[Collected data entries]
▼
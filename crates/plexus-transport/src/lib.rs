//! # Plexus Transport
//!
//! Wire plumbing for subprocess plugins: the frame codec, the RPC
//! client/server pair, the spawn-time handshake, and the dial-back broker.
//!
//! # Channel topology
//!
//! ```text
//!            primary channel (host dials)
//! ┌──────┐  Request(MsgRequest)→MsgResponse  ┌────────┐
//! │ host │──────────────────────────────────▶│ plugin │
//! │      │◀──────────────────────────────────│        │
//! └──────┘   callback channel (plugin dials   └────────┘
//!            back to the broker id from func_start)
//! ```
//!
//! Both channels carry the same unary shape; direction is fixed per
//! connection, which keeps correlation trivial: every request frame is
//! answered by exactly one response frame with the same sequence number.

pub mod broker;
pub mod client;
pub mod error;
pub mod frame;
pub mod handshake;
pub mod proto;
pub mod server;

pub use broker::Broker;
pub use client::RpcClient;
pub use error::{HandshakeError, WireError, WireResult};
pub use frame::{Frame, MAX_FRAME_LEN, read_frame, write_frame};
pub use handshake::{COOKIE_KEY, COOKIE_VALUE, Handshake, PROTOCOL_VERSION, cookie_present};
pub use proto::{MsgRequest, MsgResponse};
pub use server::{RequestHandler, serve_connection};
//! Configuration file loader.
//!
//! The config file location comes from an explicit path or, failing that,
//! the `CONFIGPATH` environment variable. Values can be overridden with
//! `PLEXUS_`-prefixed environment variables (e.g. `PLEXUS_LOG_LEVEL=warn`).

use std::path::{Path, PathBuf};

use figment::Figment;
use figment::providers::{Env, Format, Yaml};
use tracing::info;

use super::schema::ServiceConfig;
use crate::error::{HostError, HostResult};
use plexus_core::SERVICE_MAILBOX;

/// Environment variable naming the config file when no path is given.
pub const CONFIG_PATH_ENV: &str = "CONFIGPATH";

/// Loads the service configuration.
///
/// `path` wins over `$CONFIGPATH`; having neither is a configuration
/// error, as is a path that does not exist.
pub fn load_config(path: Option<&Path>) -> HostResult<ServiceConfig> {
    let path = match path {
        Some(p) => p.to_path_buf(),
        None => std::env::var(CONFIG_PATH_ENV)
            .map(PathBuf::from)
            .map_err(|_| {
                HostError::Config(format!(
                    "no config path given and ${CONFIG_PATH_ENV} is not set"
                ))
            })?,
    };
    if !path.is_file() {
        return Err(HostError::Config(format!(
            "config file {} does not exist",
            path.display()
        )));
    }
    info!(path = %path.display(), "loading configuration");

    let config: ServiceConfig = Figment::new()
        .merge(Yaml::file(&path))
        .merge(Env::prefixed("PLEXUS_"))
        .extract()
        .map_err(|e| HostError::Config(e.to_string()))?;
    validate(&config)?;
    Ok(config)
}

/// Parses a configuration from a YAML string. Used by embedders and tests.
pub fn load_config_from_str(yaml: &str) -> HostResult<ServiceConfig> {
    let config: ServiceConfig = Figment::new()
        .merge(Yaml::string(yaml))
        .extract()
        .map_err(|e| HostError::Config(e.to_string()))?;
    validate(&config)?;
    Ok(config)
}

fn validate(config: &ServiceConfig) -> HostResult<()> {
    let mut seen = std::collections::HashSet::new();
    for spec in &config.plugins {
        if spec.name.is_empty() {
            return Err(HostError::Config("plugin with empty type".into()));
        }
        if spec.name == SERVICE_MAILBOX {
            return Err(HostError::Config(format!(
                "plugin type '{SERVICE_MAILBOX}' is reserved for the supervisor"
            )));
        }
        if !seen.insert(spec.name.as_str()) {
            return Err(HostError::Config(format!(
                "duplicate plugin type '{}'",
                spec.name
            )));
        }
    }
    Ok(())
}
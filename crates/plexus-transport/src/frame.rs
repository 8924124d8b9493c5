//! Length-delimited JSON frame codec.
//!
//! Every message on a plugin channel is one frame: a big-endian `u32`
//! length prefix followed by that many bytes of JSON encoding a [`Frame`].
//! Sequence numbers pair each request with its response so a single
//! connection can carry overlapping unary calls.

use serde::{Deserialize, Serialize};
use tokio::io::{AsyncRead, AsyncReadExt, AsyncWrite, AsyncWriteExt};

use crate::error::{WireError, WireResult};
use crate::proto::{MsgRequest, MsgResponse};

/// Upper bound on a single frame. A config map or payload bigger than this
/// indicates a runaway producer, not a legitimate message.
pub const MAX_FRAME_LEN: u32 = 16 * 1024 * 1024;

/// One frame on the channel.
#[derive(Debug, Clone, PartialEq, Serialize, Deserialize)]
#[serde(tag = "frame", rename_all = "snake_case")]
pub enum Frame {
    /// A unary call; `seq` is echoed by the matching response.
    Request { seq: u64, msg: MsgRequest },
    /// The answer to the request carrying the same `seq`.
    Response { seq: u64, msg: MsgResponse },
}

/// Reads one frame. Returns [`WireError::Closed`] on a clean EOF at a
/// frame boundary.
pub async fn read_frame<R>(reader: &mut R) -> WireResult<Frame>
where
    R: AsyncRead + Unpin,
{
    let len = match reader.read_u32().await {
        Ok(len) => len,
        Err(e) if e.kind() == std::io::ErrorKind::UnexpectedEof => {
            return Err(WireError::Closed);
        }
        Err(e) => return Err(e.into()),
    };
    if len > MAX_FRAME_LEN {
        return Err(WireError::Oversized { len });
    }
    let mut buf = vec![0u8; len as usize];
    reader.read_exact(&mut buf).await?;
    Ok(serde_json::from_slice(&buf)?)
}

/// Writes one frame and flushes it.
pub async fn write_frame<W>(writer: &mut W, frame: &Frame) -> WireResult<()>
where
    W: AsyncWrite + Unpin,
{
    let body = serde_json::to_vec(frame)?;
    let len = u32::try_from(body.len()).map_err(|_| WireError::Oversized { len: u32::MAX })?;
    if len > MAX_FRAME_LEN {
        return Err(WireError::Oversized { len });
    }
    writer.write_u32(len).await?;
    writer.write_all(&body).await?;
    writer.flush().await?;
    Ok(())
}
▲
> [Assigned task] What you return should be exactly the lines above, starting at the one with "Configuration file loader." and ending at the one with "use plexus_core::SERVICE_MAILBOX;", and nothing else.

> [Task response]
//! Configuration file loader.
//!
//! The config file location comes from an explicit path or, failing that,
//! the `CONFIGPATH` environment variable. Values can be overridden with
//! `PLEXUS_`-prefixed environment variables (e.g. `PLEXUS_LOG_LEVEL=warn`).

use std::path::{Path, PathBuf};

use figment::Figment;
use figment::providers::{Env, Format, Yaml};
use tracing::info;

use super::schema::ServiceConfig;
use crate::error::{HostError, HostResult};
use plexus_core::SERVICE_MAILBOX;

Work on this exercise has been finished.